«La colletta per i carcerati è estorsione» 

Con questa motivazione la Corte di Cassazione ha confermato la decisione del Tribunale dal Riesame per uno scafatese

Chiedere soldi per i carcerati non è un atto di elemosina ma un’estorsione aggravata dal metodo mafioso. A deciderlo è stata la Corte di Cassazione, che per questo motivo ha ritenuto valido l’impianto accusatorio del Tribunale del Riesame di Salerno e ha confermato il carcere per uno scafatese vicino ai clan della zona. La sentenza della seconda sezione penale (presidente Piercamillo Davigo, relatore Lucia Aielli) è destinata a fare giurisprudenza perché, per la prima volta, un preciso concetto viene equiparato a un reato previsto dal codice penale.

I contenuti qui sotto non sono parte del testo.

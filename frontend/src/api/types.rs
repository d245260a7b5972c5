use reqwest::StatusCode;
use serde::{Deserialize, Deserializer, Serialize};
use serde_json::{Map, Value};
use std::fmt;

/// Identifier/secret pair typed into the login form.
#[derive(Debug, Clone, Default, PartialEq, Eq)]
pub struct Credentials {
    pub identifier: String,
    pub secret: String,
}

impl Credentials {
    pub fn new(identifier: impl Into<String>, secret: impl Into<String>) -> Self {
        Self {
            identifier: identifier.into(),
            secret: secret.into(),
        }
    }
}

/// Wire body for `POST /users/login`. The server names the identifier `email`
/// even though any identifier is accepted.
#[derive(Debug, Clone, PartialEq, Eq, Serialize, Deserialize)]
pub struct LoginRequest {
    pub email: String,
    pub password: String,
}

impl From<&Credentials> for LoginRequest {
    fn from(credentials: &Credentials) -> Self {
        Self {
            email: credentials.identifier.clone(),
            password: credentials.secret.clone(),
        }
    }
}

#[derive(Debug, Clone, PartialEq, Eq, Hash, Serialize, Deserialize)]
#[serde(from = "String", into = "String")]
pub enum Role {
    Admin,
    Faculty,
    Student,
    Unknown(String),
}

impl Role {
    pub fn as_str(&self) -> &str {
        match self {
            Role::Admin => "Admin",
            Role::Faculty => "Faculty",
            Role::Student => "Student",
            Role::Unknown(raw) => raw,
        }
    }

    fn is_absent(&self) -> bool {
        matches!(self, Role::Unknown(raw) if raw.is_empty())
    }

    /// Accepts any JSON value so a malformed tag still counts as a successful
    /// login that simply has no dashboard.
    fn deserialize_lenient<'de, D>(deserializer: D) -> Result<Self, D::Error>
    where
        D: Deserializer<'de>,
    {
        Ok(match Value::deserialize(deserializer)? {
            Value::String(raw) => Role::from(raw),
            Value::Null => Role::default(),
            other => Role::Unknown(other.to_string()),
        })
    }
}

/// An absent role tag.
impl Default for Role {
    fn default() -> Self {
        Role::Unknown(String::new())
    }
}

impl From<String> for Role {
    fn from(raw: String) -> Self {
        match raw.as_str() {
            "Admin" => Role::Admin,
            "Faculty" => Role::Faculty,
            "Student" => Role::Student,
            _ => Role::Unknown(raw),
        }
    }
}

impl From<Role> for String {
    fn from(role: Role) -> Self {
        match role {
            Role::Unknown(raw) => raw,
            known => known.as_str().to_string(),
        }
    }
}

impl fmt::Display for Role {
    fn fmt(&self, f: &mut fmt::Formatter<'_>) -> fmt::Result {
        f.write_str(self.as_str())
    }
}

/// Successful login response. Everything besides `role` is kept verbatim so
/// the stored session matches what the server sent. A missing or non-string
/// `role` parses as [`Role::Unknown`].
#[derive(Debug, Clone, PartialEq, Serialize, Deserialize)]
pub struct AuthResult {
    #[serde(
        default,
        deserialize_with = "Role::deserialize_lenient",
        skip_serializing_if = "Role::is_absent"
    )]
    pub role: Role,
    #[serde(flatten)]
    pub session: Map<String, Value>,
}

impl AuthResult {
    pub fn field(&self, key: &str) -> Option<&Value> {
        self.session.get(key)
    }

    pub fn display_name(&self) -> Option<String> {
        ["name", "fullName", "full_name", "username", "email"]
            .iter()
            .find_map(|key| self.field(key).and_then(Value::as_str))
            .filter(|name| !name.trim().is_empty())
            .map(str::to_string)
    }
}

#[derive(Debug, Clone, PartialEq, Eq, thiserror::Error)]
pub enum LoginError {
    #[error("Please fill in both fields.")]
    MissingCredentials,
    #[error("User not found. Please try again.")]
    UserNotFound,
    #[error("Incorrect password. Please try again.")]
    IncorrectPassword,
    #[error("Login failed. Please try again.")]
    Failed { detail: String },
    #[error("A login request is already in progress.")]
    InFlight,
}

impl LoginError {
    pub fn failed(detail: impl Into<String>) -> Self {
        Self::Failed {
            detail: detail.into(),
        }
    }

    /// Maps a non-200 response status onto the user-facing taxonomy.
    pub fn from_status(status: StatusCode) -> Self {
        match status {
            StatusCode::NOT_FOUND => Self::UserNotFound,
            StatusCode::BAD_REQUEST => Self::IncorrectPassword,
            other => Self::failed(format!("Unexpected status {}", other)),
        }
    }

    pub fn code(&self) -> &'static str {
        match self {
            Self::MissingCredentials => "VALIDATION_ERROR",
            Self::UserNotFound => "NOT_FOUND",
            Self::IncorrectPassword => "BAD_CREDENTIALS",
            Self::Failed { .. } => "REQUEST_FAILED",
            Self::InFlight => "IN_FLIGHT",
        }
    }
}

Dunque, raccogliere “un contributo per Natale per i carcerati” per la Suprema Corte appare contenere un’implicita minaccia perché evocativa dell’appartenenza ad un gruppo criminale organizzato, ma anche per le modalità di successiva estrinsecazione dell’intimidazione, posto che l’atto che era stato compiuto, già secondo il giudizio dei magistrati salernitani, richiamava alla mente del commerciante vessato, la forza del vincolo associativo. Dunque, la causale esplicitata - i soldi cercati per i carcerati - insieme all’intimidazione di un colpo di pistola fatto esplodere all’indirizzo della struttura del negoziante il giorno prima della richiesta dell’uomo, porta per la Cassazione a un’estorsione in piena regola aggravata dal metodo mafioso.

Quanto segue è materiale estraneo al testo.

use leptos::*;

#[component]
pub fn NotFoundPage() -> impl IntoView {
    view! {
        <section class="max-w-xl mx-auto py-24 px-4 text-center">
            <h1 class="text-4xl font-bold text-gray-900">"Page not found"</h1>
            <a href="/" class="mt-6 inline-block text-blue-600">"Back to home"</a>
        </section>
    }
}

Smontata, pertanto, la tesi del legale dello scafatese, che aveva parlato di errore da parte di Gip e Riesame per aver correlato due episodi diversi tra loro. Il primo è la richiesta di denaro avanzata dall’uomo finito in carcere nei confronti del commerciante scafatese e l’altro riguarda l’esplosione di un colpo di arma da fuoco contro la saracinesca del negozio di proprietà del negoziante. Episodi del tutto indipendenti secondo la difesa, atteso che la rilevata presenza sul posto, il giorno successivo al danneggiamento, dell’esponente dei clan sarebbe stato puramente casuale e né, in ogni caso, si sarebbe potuta ravvisare la circostanza dell’estorsione aggravata, dato che la richiesta di denaro avanzata mascherava una mera questua per l’avvocato difensore.

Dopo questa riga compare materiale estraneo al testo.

//! Segmentation parameters.

use std::time::Duration;

use plane_descriptor::PLANE_THRESHOLD;

use crate::error::{SegmentError, SegmentResult};

/// Number of committed-or-growing planes after which the sparse-region
/// check becomes active.
pub const SAFETY_WARMUP_PLANES: usize = 10;

/// A seed neighbourhood wider than this factor times the mean k-th
/// neighbour distance of earlier regions is considered sparse.
pub const SAFETY_FACTOR: f64 = 3.0;

/// What happens to the points of a rejected region.
#[derive(Debug, Clone, Copy, PartialEq, Eq, Default)]
#[cfg_attr(feature = "serde", derive(serde::Serialize, serde::Deserialize))]
pub enum RejectionPolicy {
    /// Only the seed is excluded; the rest stays available for later seeds.
    #[default]
    ExcludeSeed,
    /// As `ExcludeSeed`, and a region rejected as sparse also excludes its
    /// whole initial neighbourhood.
    ExcludeNeighborhood,
}

/// Parameters for region-growing segmentation.
///
/// # Example
///
/// ```
/// use plane_segment::SegmentationParams;
///
/// let params = SegmentationParams::new()
///     .with_k(30)
///     .with_coverage_ratio(0.9)
///     .with_max_normal_angle(None);
/// assert!(params.validate().is_ok());
///
/// assert!(SegmentationParams::new().with_k(2).validate().is_err());
/// ```
#[derive(Debug, Clone, PartialEq)]
#[cfg_attr(feature = "serde", derive(serde::Serialize, serde::Deserialize))]
pub struct SegmentationParams {
    /// Size of the initial seed neighbourhood, seed included (default: 20).
    pub k: usize,
    /// Growth iteration at which the region's planarity is checked
    /// (default: 3).
    pub phase1_iterations: usize,
    /// Below this member count the plane and epsilon are refitted every
    /// iteration (default: 500).
    pub min_stable_size: usize,
    /// Growth iterations after which a region is considered converged
    /// (default: 1000).
    pub max_iterations: usize,
    /// Fraction of the cloud that must be assigned for the run to finish
    /// successfully (default: 0.8).
    pub coverage_ratio: f64,
    /// Minimum coplanar-pair share, in percent, of the planarity test
    /// (default: 50).
    pub plane_threshold: f64,
    /// Maximum number of members the planarity test looks at; larger
    /// regions are subsampled with a fixed stride (default: 128).
    pub validation_sample: usize,
    /// Candidates whose normal deviates more than this angle (radians) from
    /// the plane normal are refused. `None` disables the check
    /// (default: 30°).
    pub max_normal_angle: Option<f64>,
    /// Lower bound of epsilon as a fraction of the local point spacing, so
    /// noise-free regions still admit neighbours (default: 0.05).
    pub epsilon_floor_ratio: f64,
    /// Regions with fewer members after refinement are rejected
    /// (default: 30).
    pub min_plane_points: usize,
    /// Fate of rejected regions (default: [`RejectionPolicy::ExcludeSeed`]).
    pub rejection_policy: RejectionPolicy,
    /// Sleep between control polls while paused (default: 10 ms).
    pub pause_poll: Duration,
}

impl Default for SegmentationParams {
    fn default() -> Self {
        Self {
            k: 20,
            phase1_iterations: 3,
            min_stable_size: 500,
            max_iterations: 1000,
            coverage_ratio: 0.8,
            plane_threshold: PLANE_THRESHOLD,
            validation_sample: 128,
            max_normal_angle: Some(30f64.to_radians()),
            epsilon_floor_ratio: 0.05,
            min_plane_points: 30,
            rejection_policy: RejectionPolicy::ExcludeSeed,
            pause_poll: Duration::from_millis(10),
        }
    }
}

impl SegmentationParams {
    /// Creates parameters with defaults.
    #[must_use]
    pub fn new() -> Self {
        Self::default()
    }

    /// Preset for noisy scans: larger neighbourhoods, a looser normal check
    /// and a higher epsilon floor.
    #[must_use]
    pub fn for_noisy_scans() -> Self {
        Self {
            k: 40,
            max_normal_angle: Some(45f64.to_radians()),
            epsilon_floor_ratio: 0.25,
            rejection_policy: RejectionPolicy::ExcludeNeighborhood,
            ..Self::default()
        }
    }

    /// Preset for synthetic or very clean data: small seeds and a strict
    /// normal check.
    #[must_use]
    pub fn for_clean_scans() -> Self {
        Self {
            k: 12,
            max_normal_angle: Some(15f64.to_radians()),
            epsilon_floor_ratio: 0.02,
            ..Self::default()
        }
    }

    /// Sets the initial neighbourhood size.
    #[must_use]
    pub const fn with_k(mut self, k: usize) -> Self {
        self.k = k;
        self
    }

    /// Sets the iteration of the planarity check.
    #[must_use]
    pub const fn with_phase1_iterations(mut self, iterations: usize) -> Self {
        self.phase1_iterations = iterations;
        self
    }

    /// Sets the refit size limit.
    #[must_use]
    pub const fn with_min_stable_size(mut self, size: usize) -> Self {
        self.min_stable_size = size;
        self
    }

    /// Sets the growth iteration cap.
    #[must_use]
    pub const fn with_max_iterations(mut self, iterations: usize) -> Self {
        self.max_iterations = iterations;
        self
    }

    /// Sets the coverage at which the run stops.
    #[must_use]
    pub const fn with_coverage_ratio(mut self, ratio: f64) -> Self {
        self.coverage_ratio = ratio;
        self
    }

    /// Sets the planarity threshold (percent).
    #[must_use]
    pub const fn with_plane_threshold(mut self, threshold: f64) -> Self {
        self.plane_threshold = threshold;
        self
    }

    /// Sets the maximum normal deviation (radians), or disables the check.
    #[must_use]
    pub const fn with_max_normal_angle(mut self, angle: Option<f64>) -> Self {
        self.max_normal_angle = angle;
        self
    }

    /// Sets the epsilon floor ratio.
    #[must_use]
    pub const fn with_epsilon_floor_ratio(mut self, ratio: f64) -> Self {
        self.epsilon_floor_ratio = ratio;
        self
    }

    /// Sets the minimum number of points of a committed plane.
    #[must_use]
    pub const fn with_min_plane_points(mut self, points: usize) -> Self {
        self.min_plane_points = points;
        self
    }

    /// Sets the rejection policy.
    #[must_use]
    pub const fn with_rejection_policy(mut self, policy: RejectionPolicy) -> Self {
        self.rejection_policy = policy;
        self
    }

    /// Sets the pause poll interval.
    #[must_use]
    pub const fn with_pause_poll(mut self, poll: Duration) -> Self {
        self.pause_poll = poll;
        self
    }

    /// Checks that every parameter is in range.
    ///
    /// # Errors
    ///
    /// Returns [`SegmentError::Configuration`] naming the first invalid
    /// parameter.
    pub fn validate(&self) -> SegmentResult<()> {
        let invalid = |reason: String| Err(SegmentError::Configuration(reason));

        if self.k < 3 {
            return invalid(format!("k must be at least 3, got {}", self.k));
        }
        if self.phase1_iterations == 0 {
            return invalid("phase1_iterations must be positive".to_string());
        }
        if self.max_iterations == 0 {
            return invalid("max_iterations must be positive".to_string());
        }
        if !(self.coverage_ratio > 0.0 && self.coverage_ratio <= 1.0) {
            return invalid(format!(
                "coverage_ratio must be in (0, 1], got {}",
                self.coverage_ratio
            ));
        }
        if !(0.0..=100.0).contains(&self.plane_threshold) {
            return invalid(format!(
                "plane_threshold must be a percentage, got {}",
                self.plane_threshold
            ));
        }
        if self.validation_sample < 2 {
            return invalid("validation_sample must be at least 2".to_string());
        }
        if let Some(angle) = self.max_normal_angle {
            if !(angle > 0.0 && angle <= std::f64::consts::FRAC_PI_2) {
                return invalid(format!("max_normal_angle must be in (0, π/2], got {angle}"));
            }
        }
        if !(self.epsilon_floor_ratio >= 0.0 && self.epsilon_floor_ratio.is_finite()) {
            return invalid(format!(
                "epsilon_floor_ratio must be non-negative, got {}",
                self.epsilon_floor_ratio
            ));
        }
        if self.min_plane_points < 3 {
            return invalid(format!(
                "min_plane_points must be at least 3, got {}",
                self.min_plane_points
            ));
        }
        Ok(())
    }
}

Il ricorso, però, è stato ritenuto “inammissibile perché generico e manifestamente infondato” , in quanto, secondo gli ermellini, è fondato solo se denuncia la violazione di specifiche norme di legge o la manifesta illogicità della motivazione del provvedimento, ma non quando propone censure che riguardano la ricostruzione dei fatti o che si risolvono in una diversa valutazione degli elementi esaminati dai giudici del merito. Proprio per questo, infatti, la Cassazione ha ritenuto giustificata la connessione temporale di due elementi: gli spari alla saracinesca del negozio e la richiesta di denaro al commerciante. Da qui, la decisione di dichiarare inammissibile il ricorso e condannare lo scafatese al pagamento delle spese processuali, oltre a 2mila euro da versare nella Cassa delle Ammende.